> Task:
State how many lines of the entries hold the string "LineKind". Reply with the number alone.

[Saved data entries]
impl Evaluator {
    pub fn new() -> Self {
        Self::default()
    }

    pub fn with_config(config: EvalConfig) -> Self {
        Self { config, depth: 0 }
    }

    pub fn config(&self) -> &EvalConfig {
        &self.config
    }

    pub fn evaluate(&mut self, program: &Block, root: &mut Context) -> EvalResult<Option<Value>> {
        self.eval_block(root, program)
    }

    /// Evaluate every paragraph in `c`. Each paragraph may leave at most one
    /// anonymous value behind; the block's result is whatever is left.
    pub fn eval_block(&mut self, c: &mut Context, block: &Block) -> EvalResult<Option<Value>> {
        ensure_sufficient_stack(|| -> EvalResult<Option<Value>> {
            for paragraph in &block.paragraphs {
                for line in &paragraph.lines {
                    self.eval_line(c, line).at(line.kind.span())?;
                }
                c.result().at(paragraph.span)?;
            }
            c.result().at(block.span)
        })
    }

    fn eval_line(&mut self, c: &mut Context, line: &Line) -> EvalResult<()> {
        let res = match &line.kind {
            LineKind::Sentence(s) => self.eval_sentence(c, s)?,
            LineKind::If(s) => self.eval_if(c, s)?,
            LineKind::While(s) => self.eval_while(c, s)?,
            LineKind::For(s) => self.eval_for(c, s)?,
        };
        let target = line.assignment.as_ref().map(|id| id.text.as_str());

        let Some(v) = res else {
            if target.is_some() {
                return Err(EvalErrorKind::MissingValue("assigned line").into());
            }
            return Ok(());
        };

        let Some(target) = target else {
            // Statements already left their value in `c`; only sentences
            // push by default.
            if !line.kind.is_statement() {
                c.push_type(v)?;
            }
            return Ok(());
        };

        if line.kind.is_statement() {
            c.discard_local(&v.type_of());
        }
        if target != PLACEHOLDER {
            let v = match v {
                Value::Closure(f) => Value::Closure(f.bound_to(target)),
                v => v,
            };
            c.push_name(target, v)?;
        }
        Ok(())
    }

    /// Evaluate a sentence in a fresh frame under `c`.
    ///
    /// Pushables are evaluated against `c` and their values collected in
    /// the sentence frame. A `.` invokes the closure written right before
    /// it, or else the `Function` popped from the sentence frame, using the
    /// sentence frame as argument source.
    pub fn eval_sentence(&mut self, c: &mut Context, s: &Sentence) -> EvalResult<Option<Value>> {
        let mut frame = Frame::sentence();
        let mut pending: Option<Closure> = None;

        for (i, instruction) in s.instructions.iter().enumerate() {
            match instruction {
                Instruction::Push(p) => {
                    let v = self.eval_pushable(c, p).at(p.span)?;
                    let calls_next = matches!(s.instructions.get(i + 1), Some(Instruction::Call(_)));
                    match v {
                        Value::Closure(f) if calls_next => pending = Some(f),
                        v => frame.push_type(v).at(p.span)?,
                    }
                }
                Instruction::Call(span) => {
                    let tight = pending.take();
                    let (back, out) = c.with_frame(frame, |c| -> EvalResult<Option<Value>> {
                        let callee = match tight {
                            Some(f) => f,
                            None => match c.pop_type(&Type::function())? {
                                Value::Closure(f) => f,
                                other => {
                                    return Err(EvalError::type_mismatch(format!(
                                        "cannot call {other}"
                                    )))
                                }
                            },
                        };
                        self.invoke(c, &callee)
                    });
                    frame = back;
                    if let Some(v) = out.at(*span)? {
                        frame.push_type(v).at(*span)?;
                    }
                }
            }
        }

        frame.result().at(s.span)
    }

    fn eval_pushable(&mut self, c: &mut Context, p: &Pushable) -> EvalResult<Value> {
        match &p.kind {
            PushableKind::Name(id) => c.get_name(&id.text).at(id.span),
            PushableKind::Lit(Lit::Number(n)) => Ok(Value::Number(*n)),
            PushableKind::Lit(Lit::Text(s)) => Ok(Value::Text(s.clone())),
            PushableKind::Sequence(elems) => elems
                .iter()
                .map(|s| self.eval_element(c, s))
                .collect::<EvalResult<Vec<_>>>()
                .map(Value::Sequence),
            PushableKind::Mapping(entries) => {
                let mut m = Mapping::new();
                for entry in entries {
                    let k = self.eval_element(c, &entry.key)?;
                    let v = self.eval_element(c, &entry.value)?;
                    m.insert(k, v);
                }
                Ok(Value::Mapping(m))
            }
            PushableKind::Expr(e) => self.eval_expr(c, e).map(Value::Number),
            PushableKind::Function(f) => self.eval_function(c, f),
            PushableKind::Type(t) => eval_type_lit(c, t),
            PushableKind::Struct(s) => self.eval_struct_lit(c, s),
        }
    }

    /// A literal element must produce a value.
    fn eval_element(&mut self, c: &mut Context, s: &Sentence) -> EvalResult<Value> {
        self.eval_sentence(c, s)
            .at(s.span)?
            .ok_or_else(|| EvalError::new(EvalErrorKind::MissingValue("literal element")).at(s.span))
    }

    /// Parameter types are resolved once, against the defining context;
    /// the closure then freezes a copy of that context.
    fn eval_function(&mut self, c: &mut Context, f: &FunctionLit) -> EvalResult<Value> {
        let params = f
            .params
            .iter()
            .map(|p| Ok((p.name.text.clone(), resolve_type(c, p)?)))
            .collect::<EvalResult<Vec<_>>>()?;
        let closure = Closure::user(c.snapshot_for_closure(), params, f.body.clone());
        Ok(Value::Closure(closure))
    }

    fn eval_struct_lit(&mut self, c: &mut Context, s: &StructLit) -> EvalResult<Value> {
        let declared = match &s.declared {
            Some(id) => match c.get_name(&id.text).at(id.span)? {
                Value::TypeTag(Type::Struct(st)) => Some(st),
                other => {
                    return Err(EvalError::type_mismatch(format!(
                        "`{}` is {other}, not a structural type",
                        id.text
                    ))
                    .at(id.span))
                }
            },
            None => None,
        };
        let mut fields = BTreeMap::new();
        for init in &s.fields {
            let v = self.eval_sentence(c, &init.value).at(init.span)?.ok_or_else(|| {
                EvalError::new(EvalErrorKind::MissingValue("struct field")).at(init.span)
            })?;
            fields.insert(init.name.text.clone(), v);
        }
        Struct::construct(fields, declared.as_ref())
            .map(Value::Struct)
            .at(s.span)
    }

    /// Call `callee`, drawing its arguments from the current frame of
    /// `caller`.
    pub fn invoke(&mut self, caller: &mut Context, callee: &Closure) -> EvalResult<Option<Value>> {
        if self.depth >= self.config.max_call_depth {
            return Err(EvalErrorKind::CallDepthExceeded {
                limit: self.config.max_call_depth,
            }
            .into());
        }
        self.depth += 1;
        let result = ensure_sufficient_stack(|| self.invoke_inner(caller, callee));
        self.depth -= 1;
        result
    }

    fn invoke_inner(&mut self, caller: &mut Context, callee: &Closure) -> EvalResult<Option<Value>> {
        debug!(callee = %callee, depth = self.depth, "invoke");
        match callee.callable() {
            Callable::User { captured, body } => {
                let mut defining = captured.clone();
                if let Some(name) = callee.name() {
                    defining.bind_self(name, Value::Closure(callee.clone()));
                }
                let mut call_ctx = defining.bind_call(caller, callee.params())?;
                if body.paragraphs.is_empty() {
                    return Ok(None);
                }
                self.eval_block(&mut call_ctx, body)
            }
            Callable::Native(f) => {
                // Natives are not defined anywhere, so they bind against an
                // empty context.
                let call_ctx = Context::root().bind_call(caller, callee.params())?;
                let args = callee
                    .params()
                    .iter()
                    .map(|(name, _)| {
                        call_ctx.current().name(name).cloned().ok_or_else(|| {
                            EvalError::from(EvalErrorKind::NameNotFound { name: name.clone() })
                        })
                    })
                    .collect::<EvalResult<Vec<_>>>()?;
                f(&args)
            }
        }
    }

    fn eval_if(&mut self, c: &mut Context, s: &IfStmt) -> EvalResult<Option<Value>> {
        let branches = iter::once((&s.cond, &s.block))
            .chain(s.elifs.iter().map(|clause| (&clause.cond, &clause.block)));
        for (cond, block) in branches {
            if self.eval_condition(c, cond, "if")?.is_truthy() {
                return self.eval_block(c, block);
            }
        }
        match &s.else_block {
            Some(block) => self.eval_block(c, block),
            None => Ok(None),
        }
    }

    fn eval_while(&mut self, c: &mut Context, s: &WhileStmt) -> EvalResult<Option<Value>> {
        let mut last = None;
        while self.eval_condition(c, &s.cond, "while")?.is_truthy() {
            last = self.eval_block(c, &s.block)?;
        }
        Ok(last)
    }

    fn eval_condition(
        &mut self,
        c: &mut Context,
        cond: &Sentence,
        construct: &'static str,
    ) -> EvalResult<Value> {
        self.eval_sentence(c, cond).at(cond.span)?.ok_or_else(|| {
            EvalError::new(EvalErrorKind::MissingConditionResult { construct }).at(cond.span)
        })
    }

    fn eval_for(&mut self, c: &mut Context, s: &ForStmt) -> EvalResult<Option<Value>> {
        let over = self
            .eval_sentence(c, &s.sentence)
            .at(s.sentence.span)?
            .ok_or_else(|| EvalError::new(EvalErrorKind::MissingValue("for")).at(s.sentence.span))?;
        let items: Vec<Value> = match over {
            Value::Sequence(items) => items,
            Value::Mapping(m) => m.keys().cloned().collect(),
            other => {
                return Err(EvalError::type_mismatch(format!(
                    "cannot iterate over {}",
                    other.type_of()
                ))
                .at(s.sentence.span))
            }
        };

        let mut last = None;
        for item in items {
            match s.var.as_ref().map(|id| id.text.as_str()) {
                None => c.push_type(item)?,
                Some(PLACEHOLDER) => {}
                Some(name) => c.push_name(name, item)?,
            }
            last = self.eval_block(c, &s.block)?;
        }
        Ok(last)
    }

    /// Operands are evaluated left to right, then folded with `* /` binding
    /// tighter than `+ -`, and both tighter than comparisons.
    fn eval_expr(&mut self, c: &mut Context, e: &Expr) -> EvalResult<f64> {
        let first = self.eval_operand(c, &e.first)?;
        let mut rest = Vec::with_capacity(e.rest.len());
        for (op, operand) in &e.rest {
            rest.push((*op, self.eval_operand(c, operand)?));
        }
        fold(first, rest).at(e.span)
    }

    /// A name holding a number is used directly; a name holding a type tag
    /// stands for the pending anonymous value of that type.
    fn eval_operand(&mut self, c: &mut Context, operand: &Operand) -> EvalResult<f64> {
        match operand {
            Operand::Number(n, _) => Ok(*n),
            Operand::Group(e) => self.eval_expr(c, e),
            Operand::Name(id) => {
                let v = match c.get_name(&id.text).at(id.span)? {
                    Value::TypeTag(ty) => c.pop_type(&ty).at(id.span)?,
                    v => v,
                };
                v.as_number().ok_or_else(|| {
                    EvalError::type_mismatch(format!(
                        "`{}` is {}, expected number",
                        id.text,
                        v.type_of()
                    ))
                    .at(id.span)
                })
            }
        }
    }
}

> Exercise answer:
4